Just tonight, I finished scanning the old photographs from way back when. I brought with me from the Philippines the albums of my daughters when they were little, all cute little pictures of them before I left and my vacations in between. They were pictures full of innocence and fun…so much joy…and yet, so many things have changed…..
I could say I missed out on a lot of things while they were growing up…but then again, I could also say that I have experienced such great joy in having them in my life and taking care of them when they were little. They constantly gave me that feeling of being whole even when there was a hollow in my heart back then. When people have kids who depend on them, they grow stronger. I didn’t take time to back down and lick my wounds because all I needed was a look at my little girls and they gave me that much-needed strength to go on.
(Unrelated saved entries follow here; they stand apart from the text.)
//! Text-edit deltas delivered by the editing widget
//!
//! A [`Delta`] describes one edit event: an insertion of one or more lines
//! of text at a position, or the removal of a range. Deltas carry enough
//! information to splice the document content and to decide how the sync
//! map reacts: single-row edits re-evaluate one line, multi-row edits shift
//! every mark at or after the shift point.

use crate::error::DeltaError;
use serde::{Deserialize, Serialize};

/// A caret position in the document, zero-based.
///
/// Columns count characters, not bytes.
#[derive(Debug, Clone, Copy, PartialEq, Eq, Serialize, Deserialize)]
pub struct Position {
    pub row: u32,
    pub column: u32,
}

impl Position {
    #[inline]
    #[must_use]
    pub fn new(row: u32, column: u32) -> Self {
        Self { row, column }
    }
}

/// A single edit event from the text widget.
#[derive(Debug, Clone, PartialEq, Serialize, Deserialize)]
#[serde(tag = "type")]
pub enum Delta {
    /// Insert text at `start`. `lines` holds the inserted text split on
    /// line breaks: one element means no new line is created, two or more
    /// mean `lines.len() - 1` line breaks are introduced.
    Insert { start: Position, lines: Vec<String> },
    /// Remove the range `start..end`.
    Remove { start: Position, end: Position },
}

/// How a multi-row delta renumbers sync-map entries.
#[derive(Debug, Clone, Copy, PartialEq, Eq)]
pub struct RowShift {
    /// First row whose marks are renumbered.
    pub at: u32,
    /// Renumbering direction: `+1` for an insertion, `-1` for a removal.
    pub offset: i32,
}

impl Delta {
    /// Position where the edit begins.
    #[inline]
    #[must_use]
    pub fn start(&self) -> Position {
        match self {
            Delta::Insert { start, .. } | Delta::Remove { start, .. } => *start,
        }
    }

    /// Last row touched by the edit.
    #[must_use]
    pub fn end_row(&self) -> u32 {
        match self {
            Delta::Insert { start, lines } => {
                start.row + lines.len().saturating_sub(1) as u32
            }
            Delta::Remove { end, .. } => end.row,
        }
    }

    /// True when the edit is confined to one row (no line break added or
    /// removed).
    #[inline]
    #[must_use]
    pub fn is_single_row(&self) -> bool {
        self.start().row == self.end_row()
    }

    /// Shift instruction for multi-row edits, `None` for single-row ones.
    ///
    /// An insertion beginning at column 0 shifts from the insertion row
    /// itself; a mid-row insertion shifts from the row after it, because
    /// the original row's prefix stays in place and keeps its mark. A
    /// removal shifts from the first removed row.
    #[must_use]
    pub fn row_shift(&self) -> Option<RowShift> {
        if self.is_single_row() {
            return None;
        }
        match self {
            Delta::Insert { start, .. } => Some(RowShift {
                at: if start.column == 0 {
                    start.row
                } else {
                    start.row + 1
                },
                offset: 1,
            }),
            Delta::Remove { start, .. } => Some(RowShift {
                at: start.row,
                offset: -1,
            }),
        }
    }

    /// Splice this edit into `content`, returning the updated text.
    ///
    /// # Errors
    /// Rejects rows past the end of the content, columns past the end of
    /// their row, and removal ranges that end before they start.
    pub fn apply_to(&self, content: &str) -> Result<String, DeltaError> {
        let mut rows: Vec<&str> = content.split('\n').collect();
        let total = rows.len() as u32;

        match self {
            Delta::Insert { start, lines } => {
                if lines.is_empty() {
                    return Ok(content.to_owned());
                }
                let row = check_row(start.row, total)?;
                let current: &str = rows[row];
                let split = byte_index(current, *start)?;
                let (prefix, suffix) = current.split_at(split);

                let spliced: Vec<String> = if let [only] = lines.as_slice() {
                    vec![format!("{prefix}{only}{suffix}")]
                } else {
                    let mut out = Vec::with_capacity(lines.len());
                    out.push(format!("{prefix}{}", lines[0]));
                    out.extend(lines[1..lines.len() - 1].iter().cloned());
                    out.push(format!("{}{suffix}", lines[lines.len() - 1]));
                    out
                };
                rows.splice(row..=row, spliced.iter().map(String::as_str));
                Ok(rows.join("\n"))
            }
            Delta::Remove { start, end } => {
                if (end.row, end.column) < (start.row, start.column) {
                    return Err(DeltaError::InvertedRange);
                }
                let first = check_row(start.row, total)?;
                let last = check_row(end.row, total)?;
                let head = byte_index(rows[first], *start)?;
                let tail = byte_index(rows[last], *end)?;
                let merged = format!("{}{}", &rows[first][..head], &rows[last][tail..]);
                rows.splice(first..=last, [merged.as_str()]);
                Ok(rows.join("\n"))
            }
        }
    }
}

fn check_row(row: u32, total: u32) -> Result<usize, DeltaError> {
    if row < total {
        Ok(row as usize)
    } else {
        Err(DeltaError::RowOutOfRange { row, rows: total })
    }
}

/// Byte offset of character `position.column` within `line`; the offset
/// one past the last character is valid (end-of-line).
fn byte_index(line: &str, position: Position) -> Result<usize, DeltaError> {
    let column = position.column as usize;
    let mut seen = 0;
    for (idx, _) in line.char_indices() {
        if seen == column {
            return Ok(idx);
        }
        seen += 1;
    }
    if seen == column {
        Ok(line.len())
    } else {
        Err(DeltaError::ColumnOutOfRange {
            row: position.row,
            column: position.column,
        })
    }
}
//! Testing utilities for the vnotes workspace
//!
//! Shared fixtures and backend test doubles.

use async_trait::async_trait;
use parking_lot::Mutex;
use std::collections::{HashMap, VecDeque};
use std::sync::atomic::{AtomicUsize, Ordering};
use std::time::Duration;
use uuid::Uuid;
use vnotes_doc::{Document, LineMark};
use vnotes_session::{BackendClient, BackendError, SaveReceipt};

/// A small note with a video attached and two synced lines.
pub fn sample_document() -> Document {
    let mut document = Document::untitled(None);
    document.title = "Lecture 3".to_owned();
    document.content = "intro\nkey point\nsummary".to_owned();
    document.video = Some("http://www.youtube.com/watch?v=U6FvJ6jMGHU".to_owned());
    document.sync_map.insert(0, LineMark::Timestamp(0.0));
    document.sync_map.insert(1, LineMark::Timestamp(40.0));
    document
}

/// Working backend over a HashMap: saves assign ids, loads serve stored
/// documents, copies clone templates. Counts calls so tests can assert
/// that the cache path skipped the network.
#[derive(Debug, Default)]
pub struct InMemoryBackend {
    documents: Mutex<HashMap<String, Document>>,
    save_calls: AtomicUsize,
    load_calls: AtomicUsize,
    save_delay: Option<Duration>,
}

impl InMemoryBackend {
    pub fn new() -> Self {
        Self::default()
    }

    /// Delay every save, so tests can observe the in-flight window.
    pub fn with_save_delay(mut self, delay: Duration) -> Self {
        self.save_delay = Some(delay);
        self
    }

    /// Pre-store a document under `id`.
    pub fn seed(&self, id: &str, mut document: Document) {
        document.id = Some(id.to_owned());
        self.documents.lock().insert(id.to_owned(), document);
    }

    pub fn stored(&self, id: &str) -> Option<Document> {
        self.documents.lock().get(id).cloned()
    }

    pub fn save_calls(&self) -> usize {
        self.save_calls.load(Ordering::SeqCst)
    }

    pub fn load_calls(&self) -> usize {
        self.load_calls.load(Ordering::SeqCst)
    }
}

#[async_trait]
impl BackendClient for InMemoryBackend {
    async fn load(&self, id: &str) -> Result<Document, BackendError> {
        self.load_calls.fetch_add(1, Ordering::SeqCst);
        self.documents
            .lock()
            .get(id)
            .cloned()
            .ok_or_else(|| BackendError::NotFound(id.to_owned()))
    }

    async fn save(
        &self,
        snapshot: &Document,
        _new_revision: bool,
    ) -> Result<SaveReceipt, BackendError> {
        self.save_calls.fetch_add(1, Ordering::SeqCst);
        if let Some(delay) = self.save_delay {
            tokio::time::sleep(delay).await;
        }
        let id = snapshot
            .id
            .clone()
            .unwrap_or_else(|| Uuid::new_v4().to_string());
        let mut stored = snapshot.clone();
        stored.id = Some(id.clone());
        self.documents.lock().insert(id.clone(), stored);
        Ok(SaveReceipt { id })
    }

    async fn copy_template(&self, template_id: &str) -> Result<SaveReceipt, BackendError> {
        let template = self
            .documents
            .lock()
            .get(template_id)
            .cloned()
            .ok_or_else(|| BackendError::NotFound(template_id.to_owned()))?;
        let id = Uuid::new_v4().to_string();
        let mut copy = template;
        copy.id = Some(id.clone());
        self.documents.lock().insert(id.clone(), copy);
        Ok(SaveReceipt { id })
    }
}

/// Backend whose saves fail with a scripted error sequence, then succeed.
/// Loads serve seeded documents so a session can still come up.
#[derive(Debug, Default)]
pub struct FlakyBackend {
    documents: Mutex<HashMap<String, Document>>,
    save_errors: Mutex<VecDeque<BackendError>>,
    save_calls: AtomicUsize,
}

impl FlakyBackend {
    pub fn failing_saves(errors: impl IntoIterator<Item = BackendError>) -> Self {
        Self {
            documents: Mutex::new(HashMap::new()),
            save_errors: Mutex::new(errors.into_iter().collect()),
            save_calls: AtomicUsize::new(0),
        }
    }

    /// `times` network failures before saves start succeeding.
    pub fn network_failures(times: usize) -> Self {
        Self::failing_saves(
            std::iter::repeat_with(|| BackendError::Network("connection reset".to_owned()))
                .take(times),
        )
    }

    /// Pre-store a loadable document under `id`.
    pub fn seed(&self, id: &str, mut document: Document) {
        document.id = Some(id.to_owned());
        self.documents.lock().insert(id.to_owned(), document);
    }

    pub fn save_calls(&self) -> usize {
        self.save_calls.load(Ordering::SeqCst)
    }
}

#[async_trait]
impl BackendClient for FlakyBackend {
    async fn load(&self, id: &str) -> Result<Document, BackendError> {
        self.documents
            .lock()
            .get(id)
            .cloned()
            .ok_or_else(|| BackendError::NotFound(id.to_owned()))
    }

    async fn save(
        &self,
        snapshot: &Document,
        _new_revision: bool,
    ) -> Result<SaveReceipt, BackendError> {
        self.save_calls.fetch_add(1, Ordering::SeqCst);
        if let Some(error) = self.save_errors.lock().pop_front() {
            return Err(error);
        }
        Ok(SaveReceipt {
            id: snapshot
                .id
                .clone()
                .unwrap_or_else(|| Uuid::new_v4().to_string()),
        })
    }

    async fn copy_template(&self, _template_id: &str) -> Result<SaveReceipt, BackendError> {
        Ok(SaveReceipt {
            id: Uuid::new_v4().to_string(),
        })
    }
}
//! VideoNotes document layer
//!
//! Pure data types for video-synchronized notes:
//!
//! - [`Document`]: one note with content, metadata and attached video
//! - [`SyncMap`]: the line/timestamp synchronization map and its update
//!   algorithm under text-edit deltas
//! - [`Delta`]: a single edit event from the text widget, with content
//!   splicing and shift-point derivation
//! - [`VideoSource`]: recognition of YouTube/Coursera video URLs
//!
//! # Example
//!
//! ```rust,ignore
//! use vnotes_doc::{Delta, Document, Position};
//!
//! let mut doc = Document::untitled(None);
//! doc.content = "intro".into();
//! doc.sync_map.sync_line(0, doc.line_count(), Some(12.5))?;
//!
//! let delta = Delta::Insert {
//!     start: Position::new(0, 0),
//!     lines: vec!["title".into(), "".into()],
//! };
//! doc.content = delta.apply_to(&doc.content)?;
//! doc.sync_map.apply_shift(&delta);
//! ```

#![warn(unreachable_pub)]

// Core modules
mod delta;
mod document;
mod error;
mod sync_map;
mod video;

// Re-exports
pub use delta::{Delta, Position, RowShift};
pub use document::{Document, Labels, NOTES_MIME_TYPE, UNTITLED_TITLE};
pub use error::{DeltaError, SyncMapError};
pub use sync_map::{LineMark, SyncMap, SUPPRESSED_SENTINEL};
pub use video::{youtube_video_id, CourseraLecture, VideoSource};
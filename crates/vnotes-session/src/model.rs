//! Document ownership and dirty tracking
//!
//! [`DocumentModel`] is the single owner of the session's [`Document`].
//! Change tracking is armed only after the document has completed its
//! first load or first save, so the initial population never counts as an
//! unsaved change. The dirty flag clears optimistically when a save
//! snapshot is taken and is re-set by a failed save.

use std::time::Duration;
use tokio::time::Instant;
use vnotes_doc::Document;

/// Owner of the current document plus its edit bookkeeping.
#[derive(Debug, Default)]
pub struct DocumentModel {
    document: Option<Document>,
    dirty: bool,
    track_changes: bool,
    last_save: Option<Instant>,
    generation: u64,
}

impl DocumentModel {
    /// Empty model; no document until [`DocumentModel::create`] or
    /// [`DocumentModel::replace`] runs.
    #[inline]
    #[must_use]
    pub fn new() -> Self {
        Self::default()
    }

    #[inline]
    #[must_use]
    pub fn document(&self) -> Option<&Document> {
        self.document.as_ref()
    }

    /// Mutable access for the widget adapter. Callers that change content
    /// or the sync map follow up with [`DocumentModel::touch`].
    #[inline]
    pub fn document_mut(&mut self) -> Option<&mut Document> {
        self.document.as_mut()
    }

    /// Install a fresh document, superseding any previous one. Resets the
    /// dirty flag, disarms change tracking and bumps the generation so
    /// stale completions for the old document can be recognized.
    pub fn replace(&mut self, document: Document) {
        self.document = Some(document);
        self.dirty = false;
        self.track_changes = false;
        self.last_save = None;
        self.generation += 1;
    }

    /// Install a fresh, empty, editable note. The new note counts as
    /// dirty right away: it exists nowhere else yet.
    pub fn create(&mut self, parent: Option<String>) {
        self.replace(Document::untitled(parent));
        self.dirty = true;
    }

    /// Arm change tracking; called once the first load or first save
    /// round completes.
    pub fn arm_change_tracking(&mut self) {
        self.track_changes = true;
    }

    /// Record a mutation. Only marks dirty once tracking is armed and the
    /// document is editable.
    pub fn touch(&mut self) {
        if self.track_changes && self.editable() {
            self.dirty = true;
        }
    }

    /// Force the dirty flag, regardless of tracking state. Used when a
    /// save fails after the snapshot optimistically cleared it.
    pub fn mark_dirty(&mut self) {
        self.dirty = true;
    }

    #[inline]
    #[must_use]
    pub fn is_dirty(&self) -> bool {
        self.dirty
    }

    /// Clone the document for a save attempt, optimistically clearing the
    /// dirty flag. `None` when no document exists.
    pub fn snapshot(&mut self) -> Option<Document> {
        let snapshot = self.document.clone()?;
        self.dirty = false;
        Some(snapshot)
    }

    /// Attach the backend-assigned identifier. Not a content mutation, so
    /// the dirty flag is untouched.
    pub fn assign_id(&mut self, id: String) {
        if let Some(document) = self.document.as_mut() {
            document.id = Some(id);
        }
    }

    /// Record the moment of a successful save.
    pub fn record_save_time(&mut self) {
        self.last_save = Some(Instant::now());
    }

    /// Age of the last successful save; `None` when this session has
    /// never saved the current document.
    #[must_use]
    pub fn time_since_last_save(&self) -> Option<Duration> {
        self.last_save.map(|at| at.elapsed())
    }

    /// Monotonic counter identifying which document is current.
    #[inline]
    #[must_use]
    pub fn generation(&self) -> u64 {
        self.generation
    }

    /// False when no document exists or editing has been disabled.
    #[must_use]
    pub fn editable(&self) -> bool {
        self.document.as_ref().is_some_and(|doc| doc.editable)
    }

    pub fn set_editable(&mut self, editable: bool) {
        if let Some(document) = self.document.as_mut() {
            document.editable = editable;
        }
    }
}
//! Error types for the editor session
//!
//! Two layers:
//! - [`BackendError`]: what the persistence backend can report
//! - [`SessionError`]: what session operations surface to callers,
//!   including contract violations (save/load while one is already in
//!   flight) and the terminal too-many-failures escalation

use vnotes_doc::{DeltaError, SyncMapError};

/// Failures reported by the persistence backend.
#[derive(Debug, Clone, PartialEq, Eq, thiserror::Error)]
pub enum BackendError {
    /// Transient transport failure; eligible for retry.
    #[error("network failure: {0}")]
    Network(String),

    /// Authorization denied; terminal for the session.
    #[error("not authorized to modify this document")]
    AuthDenied,

    /// Unknown document identifier.
    #[error("document not found: {0}")]
    NotFound(String),

    /// Backend-side failure.
    #[error("server error (status {status}): {message}")]
    Server { status: u16, message: String },
}

impl BackendError {
    /// Whether a retry can reasonably succeed.
    #[inline]
    #[must_use]
    pub fn is_retryable(&self) -> bool {
        matches!(self, Self::Network(_) | Self::Server { .. })
    }
}

/// Main session error type.
#[derive(Debug, Clone, PartialEq, Eq, thiserror::Error)]
pub enum SessionError {
    /// Save or load requested while one is already in flight. A caller
    /// bug, never retried by the session itself.
    #[error("invalid state: {0}")]
    InvalidState(&'static str),

    /// No document has been created or loaded yet.
    #[error("no document in session")]
    NoDocument,

    /// Fifth consecutive save failure; the document is now read-only.
    #[error("too many save failures, editing disabled")]
    TooManyFailures,

    /// Backend failure, classified.
    #[error("backend error: {0}")]
    Backend(#[from] BackendError),

    /// Text-edit delta addressed a position outside the content.
    #[error("edit rejected: {0}")]
    Delta(#[from] DeltaError),

    /// Sync-map operation addressed a line outside the content.
    #[error("sync rejected: {0}")]
    SyncMap(#[from] SyncMapError),
}

impl SessionError {
    /// Whether the autosave scheduler or the user may simply try again.
    #[inline]
    #[must_use]
    pub fn is_retryable(&self) -> bool {
        matches!(self, Self::Backend(error) if error.is_retryable())
    }

    /// Whether this error permanently disabled editing.
    #[inline]
    #[must_use]
    pub fn is_fatal(&self) -> bool {
        matches!(
            self,
            Self::TooManyFailures | Self::Backend(BackendError::AuthDenied)
        )
    }
}

#[cfg(test)]
mod tests {
    use super::*;

    #[test]
    fn backend_retryability() {
        assert!(BackendError::Network("timeout".into()).is_retryable());
        assert!(BackendError::Server {
            status: 500,
            message: "oops".into()
        }
        .is_retryable());
        assert!(!BackendError::AuthDenied.is_retryable());
        assert!(!BackendError::NotFound("x".into()).is_retryable());
    }

    #[test]
    fn session_fatality() {
        assert!(SessionError::TooManyFailures.is_fatal());
        assert!(SessionError::Backend(BackendError::AuthDenied).is_fatal());
        assert!(!SessionError::Backend(BackendError::Network("t".into())).is_fatal());
        assert!(!SessionError::InvalidState("busy").is_fatal());
    }

    #[test]
    fn session_retryability() {
        assert!(SessionError::Backend(BackendError::Network("t".into())).is_retryable());
        assert!(!SessionError::InvalidState("busy").is_retryable());
        assert!(!SessionError::TooManyFailures.is_retryable());
    }
}
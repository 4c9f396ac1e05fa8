//! Background autosave
//!
//! One repeating timer per loaded document. The timer arms only once the
//! document is live (first load or first save finished) and re-arms after
//! each cycle's save completes, so ticks never overlap. It stops
//! permanently when editing is disabled or when a new load replaces the
//! document; the embedding layer spawns a fresh scheduler alongside the
//! new load.

use crate::events::SessionEvent;
use crate::handle::SessionHandle;
use crate::session::EditState;
use std::time::Duration;
use tokio::sync::broadcast::error::RecvError;
use tokio::task::JoinHandle;
use tokio::time::sleep;

/// Periodic dirty-check driving background saves.
#[derive(Debug)]
pub struct AutosaveScheduler {
    interval: Duration,
}

impl AutosaveScheduler {
    /// Scheduler using the session's configured interval.
    #[must_use]
    pub fn new(handle: &SessionHandle) -> Self {
        Self {
            interval: handle.autosave_interval(),
        }
    }

    /// Scheduler with an explicit interval.
    #[must_use]
    pub fn with_interval(interval: Duration) -> Self {
        Self { interval }
    }

    /// Spawn the scheduler onto the runtime.
    pub fn spawn(self, handle: SessionHandle) -> JoinHandle<()> {
        tokio::spawn(self.run(handle))
    }

    /// Run until the document leaves this scheduler's care.
    pub async fn run(self, handle: SessionHandle) {
        let mut events = handle.subscribe();
        // Wait for a live document before arming the timer.
        loop {
            match events.recv().await {
                Ok(SessionEvent::Loaded(_) | SessionEvent::FirstSaved(_)) => break,
                Ok(_) => {}
                Err(RecvError::Lagged(missed)) => {
                    tracing::debug!(missed, "autosave missed events while arming");
                }
                Err(RecvError::Closed) => return,
            }
        }
        drop(events);

        let generation = handle.generation();
        tracing::debug!(generation, interval = ?self.interval, "autosave armed");

        loop {
            sleep(self.interval).await;

            if handle.generation() != generation {
                tracing::debug!("document replaced, autosave stopped");
                return;
            }
            match handle.state() {
                EditState::ReadOnly => {
                    tracing::debug!("editing disabled, autosave stopped");
                    return;
                }
                EditState::Dirty => {
                    // Failures already surface on the event bus; the next
                    // tick re-evaluates.
                    if let Err(error) = handle.save(false).await {
                        tracing::debug!(%error, "autosave attempt failed");
                    }
                }
                EditState::Clean | EditState::Saving | EditState::Loading => {}
            }
        }
    }
}
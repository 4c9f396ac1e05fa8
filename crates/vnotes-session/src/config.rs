//! Session configuration

use std::time::Duration;

/// Tunables for one editor session.
#[derive(Debug, Clone)]
pub struct SessionConfig {
    /// Delay between autosave evaluations.
    pub autosave_interval: Duration,
    /// Consecutive save failures tolerated before editing is disabled.
    pub max_save_failures: u32,
    /// A save this long after the previous successful one always records a
    /// new backend revision, bounding how much history folds into one.
    pub max_revision_age: Duration,
    /// Event bus capacity per subscriber.
    pub event_capacity: usize,
}

impl SessionConfig {
    /// Create default configuration.
    #[inline]
    #[must_use]
    pub fn new() -> Self {
        Self::default()
    }

    /// With autosave interval.
    #[inline]
    #[must_use]
    pub fn with_autosave_interval(mut self, interval: Duration) -> Self {
        self.autosave_interval = interval;
        self
    }

    /// With failure limit.
    #[inline]
    #[must_use]
    pub fn with_max_save_failures(mut self, limit: u32) -> Self {
        self.max_save_failures = limit;
        self
    }

    /// With revision age threshold.
    #[inline]
    #[must_use]
    pub fn with_max_revision_age(mut self, age: Duration) -> Self {
        self.max_revision_age = age;
        self
    }

    /// With event bus capacity.
    #[inline]
    #[must_use]
    pub fn with_event_capacity(mut self, capacity: usize) -> Self {
        self.event_capacity = capacity;
        self
    }
}

impl Default for SessionConfig {
    fn default() -> Self {
        Self {
            autosave_interval: Duration::from_secs(15),
            max_save_failures: 5,
            max_revision_age: Duration::from_secs(60 * 60),
            event_capacity: 32,
        }
    }
}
I didn’t focus on what could have been but instead concentrated on what could happen if I didn’t move on.
I was so lucky to have two bundles of joy who are so sweet, whose smiles were enough to take away all the pain. Who had time to dwell in misery when I had my hands full of innocent laughters?….those cute tricks and pranks never failed to make me smile…those hugs and warm kisses brightened up my day when I was so tired coming home from work, such love in saying, "I love you, Mommy" was more than enough to fill in the gaps.
Each time I looked at their sweet faces and listened to their shrieks and giggles, I felt alive….they were constant reminders that there was so much more to live for..so much more to hope for. Yes, life back then was especially hard seeing them grow without their father…and eventually explain that we didn’t need him in our lives. Yet, they are happy kids….my parents’ presence and support, not to mention, their honest love for the girls are more than enough to fill any void that could have been there….
In going through our lives, we get to meet series of failures, loss, disappointments, pains, sorrows, grief, anger, sadness…where do we go from there?…what do we do?…who to run to?…or where?…In my own experience, perhaps because my personality dictates so, I ran to no one but myself…sorted things on my own and believed that I could get out of whatever mess I got myself into…and luckily, I always did. Perhaps because I see life as an endless opportunity..to right what was wrong, to find happiness after each pain, to heal after a grief, to stand up after you fall, to calm down after the storm, to knock on doors when one just closed, to start a new chapter when one just ended..or even to chase that elusive dream. For as long as we live, we are always given that opportunity and it is only up to us whether or not to grab each chance that comes our way.


December 12th, 2007 at 10:40 pm
Elenor; Your eloquence and ability to express yourself really made me realize what i have lost out on too. Keep tough girl! You R a Gem!